Bisnis.com, JAKARTA - Badan Pusat Statistik RI mengumumkan angka pertumbuhan ekonomi atau produk domestik bruto (PDB) Indonesia pada kuartal II/2020 mengalami kontraksi hingga -5,32 persen.
Ekonom Senior INDEF Faisal Basri mengungkapkan konsumsi rumah tangga, yang merupakan komponen terbesar dalam PDB dengan kontribusi 58 persen, akhirnya merosot atau mengalami kontraksi sebesar 5,51 persen.
Dia mengungkapkan kejadian saat ini hampir hampir sama parahnya dengan krisis 1998 ketika pertumbuhan konsumsi rumah tangga minus 6,17 persen.
"Di era Orde Lama, konsumsi rumah tangga hanya dua kali mengalami kontraksi, yaitu 1963 sebesar minus 3,95 persen dan 1966 minus 1,46 persen," katanya seperti dikutip dalam situs faisalbasri.com, Rabu (5/8/2020).
Faisal mengatakan suntikan APBN berupa bantuan sosial bagi penduduk miskin, rentan miskin, serta terdampak pandemi Covid-19 sangat membantu untuk menahan kemerosotan atau kontraksi ekonomi lebih dalam.
Menurutnya, penurunan PDB pada kuartal II/2020 tertolong oleh ekspor neto barang dan jasa (ekspor barang dan jasa dikurangi impor barang dan jasa). Pasalnya, impor merosot lebih tajam ketimbang penurunan ekspor, yaitu masing-masing 16,96 persen dan 11,66 persen.
Baca Juga
Di sisi lain, konsumsi pemerintah yang diharapkan naik malah mengalami penurunan Itu sebabnya, kata Faisal, maka semua komponen pengeluaran telah mengalami kontraksi.

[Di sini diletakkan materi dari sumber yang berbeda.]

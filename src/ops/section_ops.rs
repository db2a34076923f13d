//! Creating, renaming and deleting sections and channels, and starring.
//!
//! These work on the durable copy, never on a live [`Hierarchy`]. A running
//! UI sees the result through the file watcher.
//!
//! [`Hierarchy`]: crate::model::Hierarchy

use chrono::Utc;

use crate::io::store::{ChannelRecord, StoreDoc, StoreError};
use crate::model::{Channel, ChannelId, Section, SectionId, unique_slug};

/// Error type for section and channel administration
#[derive(Debug, thiserror::Error)]
pub enum SectionError {
    #[error("section not found: {0}")]
    SectionNotFound(SectionId),
    #[error("channel not found: {0}")]
    ChannelNotFound(ChannelId),
    #[error("name must not be empty")]
    EmptyName,
    #[error("cannot delete {0}: it is the last section")]
    LastSection(SectionId),
    #[error(transparent)]
    Store(#[from] StoreError),
}

fn clean_name(name: &str) -> Result<String, SectionError> {
    let name = name.trim();
    if name.is_empty() {
        return Err(SectionError::EmptyName);
    }
    Ok(name.to_string())
}

/// Append a new section after all others.
pub fn new_section(doc: &mut StoreDoc, name: &str, user: &str) -> Result<SectionId, SectionError> {
    let name = clean_name(name)?;
    let taken: Vec<&str> = doc.sections.iter().map(|s| s.id.as_str()).collect();
    let id = SectionId::new(unique_slug(&crate::model::slugify(&name), &taken));

    let mut section = Section::new(id.clone(), name, doc.sections.len());
    section.created_by = user.to_string();
    doc.sections.push(section);
    renumber(doc);
    Ok(id)
}

/// Delete a section. Its channels move, in order, to the end of the first
/// remaining section.
///
/// Returns the section that received them.
pub fn delete_section(doc: &mut StoreDoc, id: &SectionId) -> Result<SectionId, SectionError> {
    let index = doc
        .sections
        .iter()
        .position(|s| &s.id == id)
        .ok_or_else(|| SectionError::SectionNotFound(id.clone()))?;
    if doc.sections.len() == 1 {
        return Err(SectionError::LastSection(id.clone()));
    }

    let removed = doc.sections.remove(index);
    renumber(doc);
    let heir_id = doc.sorted_sections()[0].id.clone();
    if let Some(heir) = doc.section_mut(&heir_id) {
        heir.channels.extend(removed.channels.iter().cloned());
        heir.updated_at = Utc::now();
    }
    for channel in &removed.channels {
        if let Some(record) = doc.channel_mut(channel) {
            record.section = Some(heir_id.clone());
        }
    }
    Ok(heir_id)
}

pub fn rename_section(doc: &mut StoreDoc, id: &SectionId, name: &str) -> Result<(), SectionError> {
    let name = clean_name(name)?;
    let section = doc
        .section_mut(id)
        .ok_or_else(|| SectionError::SectionNotFound(id.clone()))?;
    section.name = name;
    section.updated_at = Utc::now();
    Ok(())
}

/// Create a channel at the end of `section`.
pub fn new_channel(
    doc: &mut StoreDoc,
    name: &str,
    section: &SectionId,
) -> Result<ChannelId, SectionError> {
    let name = clean_name(name)?;
    if doc.section(section).is_none() {
        return Err(SectionError::SectionNotFound(section.clone()));
    }
    let taken: Vec<&str> = doc.channels.iter().map(|c| c.id.as_str()).collect();
    let id = ChannelId::new(unique_slug(&crate::model::slugify(&name), &taken));

    doc.channels
        .push(ChannelRecord::new(&Channel::new(id.clone(), name), section));
    if let Some(owner) = doc.section_mut(section) {
        owner.channels.push(id.clone());
        owner.updated_at = Utc::now();
    }
    Ok(id)
}

/// Star a channel for `user`. Returns false if it was already starred.
pub fn star_channel(doc: &mut StoreDoc, id: &ChannelId, user: &str) -> Result<bool, SectionError> {
    let channel = doc
        .channel_mut(id)
        .ok_or_else(|| SectionError::ChannelNotFound(id.clone()))?;
    Ok(channel.starred.insert(user.to_string()))
}

/// Returns false if the channel was not starred.
pub fn unstar_channel(doc: &mut StoreDoc, id: &ChannelId, user: &str) -> Result<bool, SectionError> {
    let channel = doc
        .channel_mut(id)
        .ok_or_else(|| SectionError::ChannelNotFound(id.clone()))?;
    Ok(channel.starred.remove(user))
}

/// Channels starred by `user`, in sidebar order.
pub fn starred_channels<'a>(doc: &'a StoreDoc, user: &str) -> Vec<&'a ChannelRecord> {
    doc.sorted_sections()
        .into_iter()
        .flat_map(|s| s.channels.iter())
        .filter_map(|id| doc.channel(id))
        .filter(|c| c.starred.contains(user))
        .collect()
}

/// Rewrite `order` as contiguous ranks, keeping the current relative order.
fn renumber(doc: &mut StoreDoc) {
    let ranked: Vec<SectionId> = doc.sorted_sections().iter().map(|s| s.id.clone()).collect();
    for (rank, id) in ranked.iter().enumerate() {
        if let Some(section) = doc.section_mut(id) {
            section.order = rank;
        }
    }
}

#[cfg(test)]
mod tests {
    use super::*;
    use pretty_assertions::assert_eq;

    fn seeded() -> StoreDoc {
        let mut doc = StoreDoc::default();
        doc.ensure_default_section("me");
        doc
    }

    fn channels_of(doc: &StoreDoc, section: &SectionId) -> Vec<String> {
        doc.section(section)
            .unwrap()
            .channels
            .iter()
            .map(|c| c.to_string())
            .collect()
    }

    #[test]
    fn new_section_appends_with_unique_slug() {
        let mut doc = seeded();
        let a = new_section(&mut doc, "  Eng Team ", "alice").unwrap();
        let b = new_section(&mut doc, "Eng team", "alice").unwrap();
        assert_eq!(a.as_str(), "eng-team");
        assert_eq!(b.as_str(), "eng-team-2");
        let s = doc.section(&a).unwrap();
        assert_eq!(s.name, "Eng Team");
        assert_eq!(s.order, 1);
        assert_eq!(s.created_by, "alice");
        assert_eq!(doc.section(&b).unwrap().order, 2);
    }

    #[test]
    fn empty_names_are_rejected() {
        let mut doc = seeded();
        assert!(matches!(new_section(&mut doc, "   ", "me"), Err(SectionError::EmptyName)));
        let first = doc.sections[0].id.clone();
        assert!(matches!(
            new_channel(&mut doc, "", &first),
            Err(SectionError::EmptyName)
        ));
        assert!(matches!(
            rename_section(&mut doc, &first, "\t"),
            Err(SectionError::EmptyName)
        ));
    }

    #[test]
    fn new_channel_goes_to_the_tail() {
        let mut doc = seeded();
        let s = doc.sections[0].id.clone();
        new_channel(&mut doc, "general", &s).unwrap();
        new_channel(&mut doc, "random", &s).unwrap();
        assert_eq!(channels_of(&doc, &s), vec!["general", "random"]);
        assert_eq!(doc.channel(&"random".into()).unwrap().section, Some(s.clone()));
        assert!(matches!(
            new_channel(&mut doc, "x", &"nope".into()),
            Err(SectionError::SectionNotFound(_))
        ));
    }

    #[test]
    fn delete_section_hands_channels_to_first_remaining() {
        let mut doc = seeded();
        let first = doc.sections[0].id.clone();
        let eng = new_section(&mut doc, "Eng", "me").unwrap();
        let ops = new_section(&mut doc, "Ops", "me").unwrap();
        new_channel(&mut doc, "general", &first).unwrap();
        new_channel(&mut doc, "deploys", &eng).unwrap();
        new_channel(&mut doc, "builds", &eng).unwrap();

        let heir = delete_section(&mut doc, &eng).unwrap();
        assert_eq!(heir, first);
        assert_eq!(channels_of(&doc, &first), vec!["general", "deploys", "builds"]);
        assert_eq!(doc.channel(&"builds".into()).unwrap().section, Some(first.clone()));
        assert_eq!(doc.section(&ops).unwrap().order, 1);

        let (h, repairs) = doc.to_hierarchy().unwrap();
        assert!(repairs.is_empty());
        h.validate().unwrap();
    }

    #[test]
    fn cannot_delete_last_section() {
        let mut doc = seeded();
        let only = doc.sections[0].id.clone();
        assert!(matches!(
            delete_section(&mut doc, &only),
            Err(SectionError::LastSection(_))
        ));
        assert!(matches!(
            delete_section(&mut doc, &"ghost".into()),
            Err(SectionError::SectionNotFound(_))
        ));
    }

    #[test]
    fn starring_is_per_user_and_listed_in_sidebar_order() {
        let mut doc = seeded();
        let first = doc.sections[0].id.clone();
        let top = new_section(&mut doc, "Top", "me").unwrap();
        doc.apply_section_order(&[top.clone(), first.clone()]);
        new_channel(&mut doc, "general", &first).unwrap();
        new_channel(&mut doc, "news", &top).unwrap();

        assert!(star_channel(&mut doc, &"general".into(), "me").unwrap());
        assert!(!star_channel(&mut doc, &"general".into(), "me").unwrap());
        star_channel(&mut doc, &"news".into(), "me").unwrap();
        star_channel(&mut doc, &"news".into(), "bob").unwrap();

        let mine: Vec<&str> = starred_channels(&doc, "me").iter().map(|c| c.name.as_str()).collect();
        assert_eq!(mine, vec!["news", "general"]);
        assert_eq!(starred_channels(&doc, "bob").len(), 1);

        assert!(unstar_channel(&mut doc, &"news".into(), "me").unwrap());
        assert!(!unstar_channel(&mut doc, &"news".into(), "me").unwrap());
        assert!(matches!(
            star_channel(&mut doc, &"nope".into(), "me"),
            Err(SectionError::ChannelNotFound(_))
        ));
    }
}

Mengingat sampai sejauh ini pandemi Covid-19 belum kunjung mencapai puncak, dia mengungkapkan potensi kontraksi ekonomi bakal berlanjut pada kuartal III/2020. Meskipun, kontraksi tidak akan sedalam kuartal II/2020
"Jika itu terjadi, berarti perekonomian alami kontraksi dua kuartal berturut-turut. Indonesia bakal memasuk resesi," jelasnya.
Faisal menyarankan pemerintah seharusnya tidak memaksakan diri agar terhindar dari resesi, yaitu dengan mengutamakan agenda pemulihan ekonomi ketimbang pengendalian wabah Covid-19.
Jika dipaksakan, lanjutnya, resesi berpotensi terjadi lebih panjang sehingga menelan ongkos ekonomi dan sosial yang sangat besar.
"Lebih baik pemerintah realistis. Fokus kendalikan Covid-19 agar perekonomian bisa tumbuh positif kembali pada kuartal terakhir tahun ini sehingga 2021 bisa melaju lebih kencang," kata Faisal Basri.
Komponen pengeluaran konsumsi rumah tangga (PK-RT) yang mencakup lebih dari separuh PDB Indonesia, tumbuh negatif atau mengalami kontraksi dalam hingga 5,51 persen. Kepala BPS Suhariyanto mengatakan hampir seluruh komponen konsumsi rumah tangga mengalami kontraksi, kecuali komponen perumahan dan perlengkapan rumah tangga dan kesehatan dan pendidikan.
BPS RI mencatat komponen PMTB tumbuh negatif hingga -6,9 persen pada kuartal II/2020 (yoy). Adapun, realisasi penanaman modal yang tercatat di BKPM (PMA dan PMDN) selama kuartal II/2020 sebesar Rp191,9 triliun, atau turun sebesar 8,9 persen (qtq) dan turun 4,3 persen (yoy).